BTN News: Gut bacteria have been implicated in a range of human health problems, despite a great deal of progress in understanding how bacteria affect health, the effects of bacteria in living organisms have not yet been fully uncovered, new research from Nagoya University, Japan has found a significant link between gut bacteria and Parkinson’s disease, or PD. The study provides new insights into how microbiota may contribute to disease progression and presents potential targets for therapy.
Parkinson’s disease (1–2% of the population over 55, with tremor, bradykinesia, rigidity, and postural instability) Hiroshi Nishiwaki and Jun Ueyama took advantage of next-generation sequencing methods to conduct a cross-country study on the gut flora of PD patients, using their stool samples for analysis. Looking closer, the researchers discovered that the gut bacteria of the Stoolers had a significant deficit of genes to make a couple of important B vitamins — B2 (riboflavin) and B7 (biotin).
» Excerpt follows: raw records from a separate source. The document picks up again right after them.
//! Soroban trainer: an abacus bead model with the geometry, value
//! formatting and painting needed to drive it from a pointer.
//!
//! The model ([`Abacus`], [`Rod`], [`Bead`]) knows nothing about windows.
//! Front ends read it through [`paint::paint`] and feed clicks back through
//! [`Abacus::handle_click`], both using the abacus' [`Layout`].

pub mod abacus;
pub mod bead;
pub mod egui_canvas;
pub mod error;
pub mod layout;
pub mod paint;
pub mod rod;
pub mod settings;
pub mod theme;
pub mod value;

pub use abacus::{Abacus, BeadHit, PlaceValueMode};
pub use bead::{Bead, BeadKind};
pub use error::{AbacusError, Result};
pub use layout::{Layout, Point};
pub use paint::{Canvas, PaintOptions, SvgCanvas, paint, render_svg};
pub use rod::Rod;
pub use settings::AbacusSettings;
pub use theme::{Theme, ThemeName};
pub use value::Decimal;
use tracing_subscriber::{layer::SubscriberExt, util::SubscriberInitExt};

/// Initializes structured logging: env-filter layered with a fmt layer,
/// defaulting to `debug` for this service's own target plus `tower_http`.
pub fn init(default_filter: &str) {
    tracing_subscriber::registry()
        .with(
            tracing_subscriber::EnvFilter::try_from_default_env()
                .unwrap_or_else(|_| default_filter.into()),
        )
        .with(tracing_subscriber::fmt::layer())
        .init();
}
While these vitamins are vital for the well-being of the body, they are also essential to keep the intestinal barrier intact. Several studies have indicated that low-miller portals and biotin in PD patients would have a hyper-permeable intestine which in turn would facilitate the passage of toxins intended for humans have a blood stream. When activated, however, many of these microglia may become inflamed and spew out a load of nasty toxic stuff onto the brain, worsening PD symptoms.
Also, the research suggests a potential anti-inflammatory role of B vitamins. The anti-inflammatory properties of riboflavin and biotin might also help to reduce neuroinflammation found in the brain of patients with Parkinson’s disease.
Importantly, the study also revealed deficiencies of short chain fatty acids (SCFAs) and polyamines in PD patients beyond vitamins. Importantly, these compounds, generated by the gut bacteria themselves can help maintain an effecient intestinal barrier. These data suggest reduced SCFAs and polyamines production together with increased intestinal permeability, which may allow in a long-term context for toxic compounds path to the brain.
The new findings suggest that this might have to do with use of different antigens in different individuals; and Nishiwaki says this, if true, has important implications for alternative, personalized-medicine-type vaccines. The results suggest that looking at both bacteria and metabolites in the feces offers a way to see the kinds of deficiencies early on. We speculate that riboflavin and biotin may provide therapeutic gains in PD symptoms and disease progression by reducing the compromise to MAM and AAM signatures secondary to the RUT changes that accompany PD, and thus, reestablishing SCFAs and polyamines.
These findings show not only the complex nature of the gut microbiome and metabolic end products, but also its contribution to the pathogenesis of neurodegenerative diseases such as Parkinson’s. In the future, treatments could be tailored to be delivered according to an individual’s microbiome profile, providing new hope in the battle against PD.